How to Deal with Passive-Aggressive People and Stop Their Toxic Influence

///How to Deal with Passive-Aggressive People and Stop Their Toxic Influence

How to Deal with Passive-Aggressive People

Do you want to know how to deal with passive-aggressive people?

Those of us who are straight-talking and no-nonsense types, nothing gets on our nerves more than passive-aggressive people. It is one of the most insidious and underhand ways of dealing with conflict. So why do some people continue to use it? More importantly, is there a way we can learn how to deal with passive-aggressive people?

People use passive-aggressive behaviour for a number of different purposes. The main reasons are a fear of direct conflict and a feeling of helplessness.

Before we go any further, if you are in any doubt as to what passive-aggressive behaviour is, here are some examples:

  • Pretending everything is fine when there is a problem.
  • Sulking, sullen, insulting behaviour.
  • Complaining loudly about a loved one within hearing distance.
  • Doing everything themselves, then getting angry that no one helps.
  • Giving a person the silent treatment.
  • Withholding love, praise, affection or sex.
  • Deliberately failing to cause another person problems.
  • Intentional inefficiency or sabotage.
  • Withholding important information on purpose.
  • Going behind a person’s back to undermine them.
  • Spreading nasty rumours or gossiping.
  • Noncommittal in their agreements.
  • Going back on their word so you never know where you are.
  • Do something half-assed.
  • Allowing a problem to escalate through deliberately doing nothing.
  • Being late in order to escape a situation.
  • Continual procrastination, forgetting or denying.
  • Flaring up over the slightest situation then making out it was a joke.
  • Always playing the victim.

Recognise any of these signs? Are you ready to learn how to deal with passive-aggressive people?

How to deal with passive-aggressive people:

1. Recognise that it is passive-aggressive behaviour

Passive-aggressiveness is all about subterfuge and dishonesty. You have to be a detective in order to unravel the behaviour for what it is. Therefore, identifying and recognising the behaviour is the first step in dealing with passive-aggressive people.

It is a kind of battle in which one side is using underhand tactics to be hostile. Once you see it as a battle, it empowers you to act. The minute you start to show leniency you’ve lost. Passive-aggressive behaviour is all about power struggles between two parties. Like a tug-of-war. Give an inch and you’ll lose ground.

2. Get the person to admit they are using passive-aggressive behaviour

This might be difficult. The whole point about passive-aggressive behaviour is that it is covert.

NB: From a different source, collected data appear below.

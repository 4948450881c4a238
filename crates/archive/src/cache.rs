//! Expiring, capacity-bounded memory cache.
//!
//! Holds recently used daily tables that are not hot, and derived lookup
//! structures such as channel-number lists keyed by their identity.
//!
//! Values are stored as `Arc<V>` and [`MemoryCache::get`] hands out clones
//! of the `Arc`, so evicting or expiring an entry never invalidates a value
//! a caller is still using.

use lru::LruCache;
use parking_lot::Mutex;
use std::hash::Hash;
use std::num::NonZeroUsize;
use std::sync::Arc;
use std::time::{Duration, Instant};

/// Default number of cached entries.
pub const DEFAULT_CACHE_CAPACITY: NonZeroUsize = match NonZeroUsize::new(100) {
    Some(capacity) => capacity,
    None => unreachable!(),
};

/// Default idle time after which an entry expires.
pub const DEFAULT_CACHE_EXPIRATION: Duration = Duration::from_secs(10 * 60);

#[derive(Debug)]
struct CacheItem<V> {
    value: Arc<V>,
    accessed: Instant,
}

/// Thread-safe LRU cache with access-based expiration.
#[derive(Debug)]
pub struct MemoryCache<K: Hash + Eq, V> {
    inner: Mutex<LruCache<K, CacheItem<V>>>,
    expiration: Duration,
}

impl<K: Hash + Eq, V> Default for MemoryCache<K, V> {
    fn default() -> Self {
        Self::new(DEFAULT_CACHE_CAPACITY, DEFAULT_CACHE_EXPIRATION)
    }
}

impl<K: Hash + Eq, V> MemoryCache<K, V> {
    /// Creates a cache.
    pub fn new(capacity: NonZeroUsize, expiration: Duration) -> Self {
        Self {
            inner: Mutex::new(LruCache::new(capacity)),
            expiration,
        }
    }

    /// Returns the value for the key and refreshes its access time.
    ///
    /// An expired entry is removed and reported as missing.
    pub fn get(&self, key: &K) -> Option<Arc<V>> {
        let now = Instant::now();
        let mut cache = self.inner.lock();

        match cache.get_mut(key) {
            Some(item) if now.duration_since(item.accessed) <= self.expiration => {
                item.accessed = now;
                return Some(Arc::clone(&item.value));
            }
            Some(_) => {}
            None => return None,
        }

        cache.pop(key);
        None
    }

    /// Adds a value, replacing any previous one, and returns it.
    pub fn add(&self, key: K, value: V) -> Arc<V> {
        let value = Arc::new(value);
        self.add_shared(key, Arc::clone(&value));
        value
    }

    /// Adds an already shared value.
    pub fn add_shared(&self, key: K, value: Arc<V>) {
        let now = Instant::now();
        let mut cache = self.inner.lock();
        Self::sweep(&mut cache, now, self.expiration);
        cache.put(
            key,
            CacheItem {
                value,
                accessed: now,
            },
        );
    }

    /// Returns the cached value or inserts the one produced by `create`.
    ///
    /// `create` runs without the cache lock held. If another caller inserted
    /// the key in the meantime, its value wins.
    pub fn get_or_try_insert_with<E>(
        &self,
        key: K,
        create: impl FnOnce() -> Result<V, E>,
    ) -> Result<Arc<V>, E> {
        if let Some(value) = self.get(&key) {
            return Ok(value);
        }

        let value = Arc::new(create()?);
        let now = Instant::now();
        let mut cache = self.inner.lock();
        if let Some(item) = cache.get_mut(&key) {
            item.accessed = now;
            return Ok(Arc::clone(&item.value));
        }
        Self::sweep(&mut cache, now, self.expiration);
        cache.put(
            key,
            CacheItem {
                value: Arc::clone(&value),
                accessed: now,
            },
        );
        Ok(value)
    }

    /// Removes an entry.
    pub fn remove(&self, key: &K) -> Option<Arc<V>> {
        self.inner.lock().pop(key).map(|item| item.value)
    }

    /// Removes every expired entry and returns how many were removed.
    pub fn remove_expired(&self) -> usize {
        let mut cache = self.inner.lock();
        Self::sweep(&mut cache, Instant::now(), self.expiration)
    }

    /// Number of entries, expired ones included until swept.
    pub fn len(&self) -> usize {
        self.inner.lock().len()
    }

    /// Returns true if the cache holds nothing.
    pub fn is_empty(&self) -> bool {
        self.inner.lock().is_empty()
    }

    /// Removes everything.
    pub fn clear(&self) {
        self.inner.lock().clear();
    }

    // Least recently used entries sit at the tail, so expired entries form a
    // contiguous run starting there.
    fn sweep(cache: &mut LruCache<K, CacheItem<V>>, now: Instant, expiration: Duration) -> usize {
        let mut removed = 0;
        while let Some((_, item)) = cache.peek_lru() {
            if now.duration_since(item.accessed) <= expiration {
                break;
            }
            cache.pop_lru();
            removed += 1;
        }
        removed
    }
}
//! Historical archive stored in paged daily tables.

use crate::cache::MemoryCache;
use crate::clock::Clock;
use crate::config::{validate_code, ArchiveOptions, PathOptions};
use crate::data::{
    merge_bundles, merge_segments, merge_trends, ChannelNumber, ChannelNumberList, ChannelValue,
    CurrentData, Slice, TimeRange, Timestamp, Trend, TrendBundle,
};
use crate::error::{ArchiveError, Result};
use crate::file::adapter::TrendTableAdapter;
use crate::file::layout::TableLayout;
use crate::file::table::{PositionKind, TableMeta, TrendTable};
use crate::lifecycle::{DaysRetention, RetentionPolicy};
use crate::logic::period::{align_to_period, closest_write_time, is_multiple_of_period};
use crate::logic::{
    ArchiveLifecycle, ArchiveLogic, ArchiveState, ArchiveStatus, ChannelIndexMap, UpdateBuffer,
    WriteDecision, WritingScheduler,
};
use chrono::NaiveDate;
use parking_lot::Mutex;
use std::fs;
use std::sync::atomic::{AtomicBool, Ordering};
use std::sync::Arc;
use std::time::Instant;
use tracing::{debug, error, info, warn};

/// Writing state touched only by the real-time path.
#[derive(Debug)]
struct WriterState {
    scheduler: WritingScheduler,
    index_map: ChannelIndexMap,
    values: Vec<ChannelValue>,
    channels: ChannelNumberList,
}

#[derive(Debug)]
struct UpdateWindow {
    buffer: UpdateBuffer,
    table: Arc<TrendTable>,
}

/// Historical archive backed by daily table directories.
///
/// Writes are synchronous and land in the table of the write time's date.
/// The table of the current date is held outside the cache; tables of other
/// dates are loaded through a [`MemoryCache`].
///
/// # Examples
/// ```rust,ignore
/// let archive = BasicArchive::new(
///     "Min",
///     ArchiveOptions::default(),
///     vec![101, 102],
///     &PathOptions::new("/data/arc", "/data/arc_copy"),
///     Arc::new(SystemClock),
/// )?;
/// archive.make_ready()?;
/// archive.process_data(&current)?;
/// ```
#[derive(Debug)]
pub struct BasicArchive {
    code: String,
    options: ArchiveOptions,
    period_secs: i64,
    clock: Arc<dyn Clock>,
    retention: DaysRetention,
    lifecycle: ArchiveLifecycle,
    adapter: TrendTableAdapter,
    table_cache: MemoryCache<NaiveDate, TrendTable>,
    writer: Mutex<WriterState>,
    current_table: Mutex<Option<Arc<TrendTable>>>,
    update: Mutex<Option<UpdateWindow>>,
    has_error: AtomicBool,
}
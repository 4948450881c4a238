//! Error and Result types for archive operations.

use crate::data::Timestamp;
use crate::logic::ArchiveState;
use std::io;
use std::path::PathBuf;
use thiserror::Error;

/// A convenience `Result` type for archive operations.
pub type Result<T> = std::result::Result<T, ArchiveError>;

/// The error type for archive operations.
#[derive(Debug, Error)]
pub enum ArchiveError {
    /// Invalid magic bytes in a table metadata or page header.
    #[error("Invalid magic bytes: expected {expected:?}, got {actual:?}")]
    InvalidMagic {
        /// Magic bytes the format requires.
        expected: [u8; 4],
        /// Magic bytes found on disk.
        actual: [u8; 4],
    },

    /// Unsupported on-disk format version.
    #[error("Unsupported version: {0}")]
    UnsupportedVersion(u16),

    /// Stored checksum does not match the computed value.
    #[error("Checksum mismatch: expected {expected}, got {actual}")]
    ChecksumMismatch {
        /// Expected CRC32 checksum.
        expected: u32,
        /// Actual computed CRC32 checksum.
        actual: u32,
    },

    /// A page file is structurally unusable.
    #[error("Corrupt page {}: {reason}", path.display())]
    CorruptPage {
        /// Path of the page file.
        path: PathBuf,
        /// What was wrong with it.
        reason: String,
    },

    /// Underlying I/O error.
    #[error("I/O error: {0}")]
    IoError(#[from] io::Error),

    /// Error reported by the SQL store.
    #[error("Database error: {0}")]
    Database(#[from] duckdb::Error),

    /// The archive must be ready for the requested operation.
    #[error("Archive {code} is not ready (state: {state:?})")]
    NotReady {
        /// Archive code.
        code: String,
        /// State the archive was in.
        state: ArchiveState,
    },

    /// The requested lifecycle transition is not allowed.
    #[error("Archive {code} cannot {operation} in state {state:?}")]
    InvalidState {
        /// Archive code.
        code: String,
        /// Attempted operation.
        operation: &'static str,
        /// State the archive was in.
        state: ArchiveState,
    },

    /// Archive options or connection settings are invalid.
    #[error("Invalid configuration: {0}")]
    InvalidConfig(String),

    /// A named database connection could not be resolved.
    #[error("Connection not found: {0}")]
    ConnectionNotFound(String),

    /// The timestamp does not fall on the archive's period grid.
    #[error("Timestamp {timestamp} is not aligned with the {period}s writing period")]
    TimestampNotAligned {
        /// Offending timestamp.
        timestamp: Timestamp,
        /// Writing period in seconds.
        period: i64,
    },

    /// The background writer thread terminated abnormally.
    #[error("Writer thread failed: {0}")]
    WriterThread(String),
}

impl ArchiveError {
    /// Returns true if the error means persisted data is damaged rather than
    /// unreachable.
    pub fn is_corruption(&self) -> bool {
        match self {
            ArchiveError::InvalidMagic { .. }
            | ArchiveError::UnsupportedVersion(_)
            | ArchiveError::ChecksumMismatch { .. }
            | ArchiveError::CorruptPage { .. } => true,
            ArchiveError::IoError(err) => matches!(
                err.kind(),
                io::ErrorKind::UnexpectedEof | io::ErrorKind::InvalidData
            ),
            _ => false,
        }
    }
}
//! Queued SQL backend.
//!
//! Archives enqueue points on the real-time path; a writer thread per archive
//! drains the queue into an embedded DuckDB database.
//!
//! # Components
//!
//! - [`connection`]: [`SqlStorage`], the shared database handle
//! - [`query`]: statement text for current and partition tables
//! - [`writer`]: the writer thread and its point sinks
//! - [`historical`]: [`SqlHistoricalArchive`], calendar-partitioned history
//! - [`current`]: [`SqlCurrentArchive`], one row per channel

pub mod connection;
pub mod current;
pub mod historical;
pub mod query;
pub mod writer;

pub use connection::SqlStorage;
pub use current::SqlCurrentArchive;
pub use historical::SqlHistoricalArchive;
pub use query::QueryBuilder;
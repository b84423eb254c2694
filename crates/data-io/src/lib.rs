//! # GDP Data I/O
//!
//! Everything that crosses the process boundary for the dashboard's data:
//! reading the source CSV, holding the live dataset, and writing exports.
//!
//! ## Architectural Principles
//!
//! - **Validate at the boundary:** every row passes through
//!   `GdpRecord::new` before it can reach a `Dataset`. The analytics layer
//!   never re-checks records.
//! - **Replace, never mutate:** `DatasetStore` swaps whole `Arc<Dataset>`s,
//!   so concurrent readers need no coordination.
//!
//! ## Public API
//!
//! - `load_csv` / `parse_csv`: parse-and-validate loaders.
//! - `DatasetStore`: the process-wide dataset with atomic reload.
//! - `write_csv` / `export_to_path`: CSV export of filtered rows.
//! - `IngestError`: the specific error types that can be returned from this crate.

// Declare the modules that constitute this crate.
pub mod error;
pub mod export;
pub mod loader;
pub mod store;

// Re-export the key components to create a clean, public-facing API.
pub use error::IngestError;
pub use export::{export_to_path, write_csv};
pub use loader::{load_csv, parse_csv, LoadOptions, LoadOutcome, LoadReport};
pub use store::DatasetStore;
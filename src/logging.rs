use anyhow::{Context, Result};
use configuration::Logging;
use tracing_appender::non_blocking::WorkerGuard;
use tracing_subscriber::{fmt, prelude::*, EnvFilter};

/// Installs the global subscriber.
///
/// `RUST_LOG` wins over `logging.level`. Logs go to stderr so that stdout
/// carries only command output. When `logging.directory` is set, a daily
/// rolling file gets a plain-text copy; the returned guard must be held until
/// exit or buffered lines are lost.
pub fn init(settings: &Logging) -> Result<Option<WorkerGuard>> {
    let filter = match EnvFilter::try_from_default_env() {
        Ok(filter) => filter,
        Err(_) => EnvFilter::try_new(&settings.level)
            .with_context(|| format!("Invalid logging.level '{}'", settings.level))?,
    };

    let stderr_layer = fmt::layer().with_writer(std::io::stderr);

    let (file_layer, guard) = match &settings.directory {
        Some(directory) => {
            let appender = tracing_appender::rolling::daily(directory, &settings.file_prefix);
            let (writer, guard) = tracing_appender::non_blocking(appender);
            let layer = fmt::layer().with_ansi(false).with_writer(writer);
            (Some(layer), Some(guard))
        }
        None => (None, None),
    };

    tracing_subscriber::registry()
        .with(filter)
        .with(stderr_layer)
        .with(file_layer)
        .try_init()
        .context("Failed to install the tracing subscriber")?;

    Ok(guard)
}
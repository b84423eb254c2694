use crate::error::ConfigError;
use std::path::Path;

// Declare the modules that make up this crate.
pub mod error;
pub mod settings;

// Re-export the core types to provide a clean public API.
pub use settings::{Config, Dashboard, DataSettings, DefaultFilters, Logging, ViewMode};

/// The file read when no explicit path is given.
pub const DEFAULT_CONFIG_FILE: &str = "config.toml";

/// Loads the application configuration.
///
/// Sources, lowest precedence first:
/// 1. built-in defaults,
/// 2. the TOML file (`path`, or an optional `config.toml` when `path` is `None`),
/// 3. environment variables prefixed with `GDP_`, using `__` between
///    section and key (e.g. `GDP_DATA__PATH`, `GDP_DASHBOARD__TOP_N`).
///    `GDP_FILTERS__COUNTRIES` takes a comma-separated list.
///
/// An explicitly requested file must exist. The result is validated before
/// it is returned.
pub fn load_config(path: Option<&Path>) -> Result<Config, ConfigError> {
    let file = match path {
        Some(path) if !path.is_file() => return Err(ConfigError::NotFound(path.to_path_buf())),
        Some(path) => config::File::from(path).required(true),
        None => config::File::with_name(DEFAULT_CONFIG_FILE).required(false),
    };

    let builder = config::Config::builder()
        .add_source(file)
        .add_source(
            config::Environment::with_prefix("GDP")
                .prefix_separator("_")
                .separator("__")
                .list_separator(",")
                .with_list_parse_key("filters.countries")
                .try_parsing(true),
        )
        .build()?;

    // Attempt to deserialize the entire configuration into our `Config` struct
    let config = builder.try_deserialize::<Config>()?;
    config.validate()?;

    tracing::debug!(data = %config.data.path.display(), "Configuration loaded.");

    Ok(config)
}
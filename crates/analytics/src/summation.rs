/// Running sum with Neumaier's compensation term.
///
/// GDP values span many orders of magnitude (small island economies next to
/// the US), so a naive left-to-right sum loses the small terms.
#[derive(Debug, Clone, Copy, Default)]
pub struct CompensatedSum {
    sum: f64,
    compensation: f64,
}

impl CompensatedSum {
    pub fn new() -> Self {
        Self::default()
    }

    pub fn add(&mut self, value: f64) {
        let t = self.sum + value;
        if self.sum.abs() >= value.abs() {
            self.compensation += (self.sum - t) + value;
        } else {
            self.compensation += (value - t) + self.sum;
        }
        self.sum = t;
    }

    /// The compensated total. Once the running sum has overflowed the
    /// compensation term is meaningless, so the overflowed sum is returned.
    pub fn total(&self) -> f64 {
        if self.sum.is_finite() {
            self.sum + self.compensation
        } else {
            self.sum
        }
    }
}

impl Extend<f64> for CompensatedSum {
    fn extend<I: IntoIterator<Item = f64>>(&mut self, iter: I) {
        for value in iter {
            self.add(value);
        }
    }
}

/// Sums `values` with compensation.
pub fn compensated_sum<I>(values: I) -> f64
where
    I: IntoIterator<Item = f64>,
{
    let mut sum = CompensatedSum::new();
    sum.extend(values);
    sum.total()
}
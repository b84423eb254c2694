use crate::error::CoreError;
use crate::record::GdpRecord;
use crate::selection::FilterSelection;
use std::collections::{BTreeMap, HashSet};

/// An immutable, validated collection of GDP records.
///
/// The dataset keeps the records in their load order and builds two position
/// indices (by year and by country) once at construction. A dataset is never
/// mutated after it has been built; reloading means building a new one.
#[derive(Debug, Clone, Default)]
pub struct Dataset {
    records: Vec<GdpRecord>,
    by_year: BTreeMap<i32, Vec<usize>>,
    by_country: BTreeMap<String, Vec<usize>>,
}

impl Dataset {
    /// Builds a dataset, rejecting any repeated (country, year) pair.
    pub fn new(records: Vec<GdpRecord>) -> Result<Self, CoreError> {
        let mut seen = HashSet::with_capacity(records.len());
        for record in &records {
            if !seen.insert((record.country(), record.year())) {
                return Err(CoreError::DuplicateRecord {
                    country: record.country().to_string(),
                    year: record.year(),
                });
            }
        }

        let mut by_year: BTreeMap<i32, Vec<usize>> = BTreeMap::new();
        let mut by_country: BTreeMap<String, Vec<usize>> = BTreeMap::new();
        for (position, record) in records.iter().enumerate() {
            by_year.entry(record.year()).or_default().push(position);
            by_country
                .entry(record.country().to_string())
                .or_default()
                .push(position);
        }

        tracing::debug!(
            records = records.len(),
            years = by_year.len(),
            countries = by_country.len(),
            "Dataset indexed."
        );

        Ok(Self {
            records,
            by_year,
            by_country,
        })
    }

    pub fn empty() -> Self {
        Self::default()
    }

    pub fn records(&self) -> &[GdpRecord] {
        &self.records
    }

    pub fn len(&self) -> usize {
        self.records.len()
    }

    pub fn is_empty(&self) -> bool {
        self.records.is_empty()
    }

    /// Distinct years present, ascending.
    pub fn years(&self) -> Vec<i32> {
        self.by_year.keys().copied().collect()
    }

    /// Distinct country names present, ascending.
    pub fn countries(&self) -> Vec<&str> {
        self.by_country.keys().map(String::as_str).collect()
    }

    pub fn latest_year(&self) -> Option<i32> {
        self.by_year.keys().next_back().copied()
    }

    pub fn contains_country(&self, country: &str) -> bool {
        self.by_country.contains_key(country)
    }

    /// Positions that can possibly satisfy `selection`, in ascending order.
    ///
    /// Returns `None` for an unrestricted selection (every position is a
    /// candidate). When both axes are restricted the smaller candidate list is
    /// returned; callers still have to apply the full predicate.
    pub fn candidate_positions(&self, selection: &FilterSelection) -> Option<Vec<usize>> {
        let by_year = (!selection.years.is_empty()).then(|| {
            collect_positions(selection.years.iter().filter_map(|y| self.by_year.get(y)))
        });
        let by_country = (!selection.countries.is_empty()).then(|| {
            collect_positions(
                selection
                    .countries
                    .iter()
                    .filter_map(|c| self.by_country.get(c)),
            )
        });

        match (by_year, by_country) {
            (None, None) => None,
            (Some(positions), None) | (None, Some(positions)) => Some(positions),
            (Some(years), Some(countries)) => {
                if years.len() <= countries.len() {
                    Some(years)
                } else {
                    Some(countries)
                }
            }
        }
    }
}

fn collect_positions<'a, I>(lists: I) -> Vec<usize>
where
    I: Iterator<Item = &'a Vec<usize>>,
{
    let mut positions: Vec<usize> = lists.flatten().copied().collect();
    positions.sort_unstable();
    positions
}

#[cfg(test)]
mod tests {
    use super::*;

    fn sample() -> Dataset {
        Dataset::new(vec![
            GdpRecord::new("A", None, 2020, 100.0).unwrap(),
            GdpRecord::new("B", None, 2020, 200.0).unwrap(),
            GdpRecord::new("A", None, 2021, 150.0).unwrap(),
        ])
        .unwrap()
    }

    #[test]
    fn rejects_duplicate_country_year() {
        let result = Dataset::new(vec![
            GdpRecord::new("A", None, 2020, 1.0).unwrap(),
            GdpRecord::new("A", None, 2020, 2.0).unwrap(),
        ]);
        assert_eq!(
            result.unwrap_err(),
            CoreError::DuplicateRecord {
                country: "A".to_string(),
                year: 2020
            }
        );
    }

    #[test]
    fn exposes_distinct_sorted_axes() {
        let dataset = sample();
        assert_eq!(dataset.years(), vec![2020, 2021]);
        assert_eq!(dataset.countries(), vec!["A", "B"]);
        assert_eq!(dataset.latest_year(), Some(2021));
        assert!(dataset.contains_country("B"));
        assert!(!dataset.contains_country("C"));
    }

    #[test]
    fn empty_dataset_has_no_latest_year() {
        assert_eq!(Dataset::empty().latest_year(), None);
        assert!(Dataset::empty().is_empty());
    }

    #[test]
    fn unrestricted_selection_has_no_candidates_list() {
        assert_eq!(sample().candidate_positions(&FilterSelection::new()), None);
    }

    #[test]
    fn candidates_come_back_in_dataset_order() {
        let dataset = sample();
        let selection = FilterSelection::new().with_countries(["A"]);
        assert_eq!(dataset.candidate_positions(&selection), Some(vec![0, 2]));

        let selection = FilterSelection::new().with_years([2021, 2020]);
        assert_eq!(dataset.candidate_positions(&selection), Some(vec![0, 1, 2]));
    }

    #[test]
    fn picks_the_narrower_axis() {
        let dataset = sample();
        let selection = FilterSelection::new()
            .with_years([2020])
            .with_countries(["B"]);
        assert_eq!(dataset.candidate_positions(&selection), Some(vec![1]));
    }

    #[test]
    fn unknown_values_yield_no_candidates() {
        let dataset = sample();
        let selection = FilterSelection::new().with_countries(["C"]);
        assert_eq!(dataset.candidate_positions(&selection), Some(vec![]));
    }

    mod properties {
        use super::*;
        use proptest::prelude::*;

        fn arb_dataset() -> impl Strategy<Value = Dataset> {
            prop::collection::btree_map((0u8..6, 1990i32..2000), 0.0f64..1e6, 0..40).prop_map(
                |rows| {
                    let records = rows
                        .into_iter()
                        .map(|((c, year), value)| {
                            GdpRecord::new(format!("C{c}"), None, year, value).unwrap()
                        })
                        .collect();
                    Dataset::new(records).unwrap()
                },
            )
        }

        proptest! {
            #[test]
            fn prop_candidates_cover_every_match(
                dataset in arb_dataset(),
                years in prop::collection::btree_set(1988i32..2002, 0..4),
                countries in prop::collection::btree_set(0u8..8, 0..4),
            ) {
                let selection = FilterSelection::new()
                    .with_years(years)
                    .with_countries(countries.into_iter().map(|c| format!("C{c}")));
                let all: Vec<usize> = (0..dataset.len()).collect();
                let candidates = dataset.candidate_positions(&selection).unwrap_or(all);

                prop_assert!(candidates.windows(2).all(|w| w[0] < w[1]));
                for (position, record) in dataset.records().iter().enumerate() {
                    if selection.matches(record) {
                        prop_assert!(candidates.contains(&position));
                    }
                }
            }
        }
    }
}
use core_types::{Dataset, GdpRecord};
use serde::Serialize;

/// A record annotated with its change against the same country's previous
/// available year.
#[derive(Debug, Clone, PartialEq, Serialize)]
pub struct GrowthPoint<'a> {
    pub country: &'a str,
    pub year: i32,
    pub value: f64,
    /// `None` for a country's first year, or when the previous value is zero.
    pub growth_pct: Option<f64>,
}

/// Annual growth for every record, ordered by country then year.
///
/// Gaps in a country's series are not filled: growth is measured against the
/// previous year that is present in `records`.
pub fn annual_growth<'a>(records: &[&'a GdpRecord]) -> Vec<GrowthPoint<'a>> {
    let mut sorted = records.to_vec();
    sorted.sort_by(|a, b| a.country().cmp(b.country()).then(a.year().cmp(&b.year())));

    let mut previous: Option<&GdpRecord> = None;
    sorted
        .into_iter()
        .map(|record| {
            let growth_pct = match previous {
                Some(prev) if prev.country() == record.country() && prev.value() > 0.0 => {
                    Some((record.value() - prev.value()) / prev.value() * 100.0)
                }
                _ => None,
            };
            previous = Some(record);

            GrowthPoint {
                country: record.country(),
                year: record.year(),
                value: record.value(),
                growth_pct,
            }
        })
        .collect()
}

/// The `n` fastest-growing countries in `year`, measured over the whole dataset.
pub fn top_growth(dataset: &Dataset, year: i32, n: usize) -> Vec<GrowthPoint<'_>> {
    let all: Vec<&GdpRecord> = dataset.records().iter().collect();

    let mut points: Vec<GrowthPoint<'_>> = annual_growth(&all)
        .into_iter()
        .filter(|point| point.year == year && point.growth_pct.is_some())
        .collect();

    // Stable sort: equal growth keeps country order.
    points.sort_by(|a, b| growth_key(b).total_cmp(&growth_key(a)));
    points.truncate(n);
    points
}

fn growth_key(point: &GrowthPoint<'_>) -> f64 {
    point.growth_pct.unwrap_or(f64::NEG_INFINITY)
}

The best way to get someone to admit what they are doing is to ask a lot of open-ended questions. These are questions that require more than a yes or no response. They get the person to open up about what’s troubling them.

3. Don’t take it personally

The worst thing you can do when a person is acting in a passive-aggressive manner is to take it personally. There could be all kinds of reasons why a person uses this behaviour to avoid conflict.

Reasons why people use passive-aggressive behaviour:

4. Stay calm

If you are anything like me, passive-aggressive people will drive you nuts. It’s really important, however, to stay calm and not get angry.

Passive-aggressive behaviour is extremely negative. If you get angry, you’ve turned the negativity back onto yourself. You’re now dealing with feelings of anger and frustration when what you need to focus on is their behaviour.

Diverting attention away from the actual problem is exactly what these people want. If you exert a calm air of assertiveness, it shows you cannot be manipulated.

5. Be assertive

Talking of being assertive, you can also communicate in an assertive manner. There are many ways of being assertive, including:

  • Using ‘I’ and not ‘you’ as this stops the other person feeling as if you are blaming them.
  • Maintain natural eye contact that it comfortable and not intimidating or frightening.
  • Speak in slow and even tones and avoid using high-pitched or whiny tones.
  • Use open body languages such as open palms and smiles that communicate a sense of warmth and likeability.
  • Don’t be accusatory.
  • Listen to the person’s point of view and acknowledge their feelings.
  • Wait for them to express their feelings and then put your points across in a calm and matter-of-fact way.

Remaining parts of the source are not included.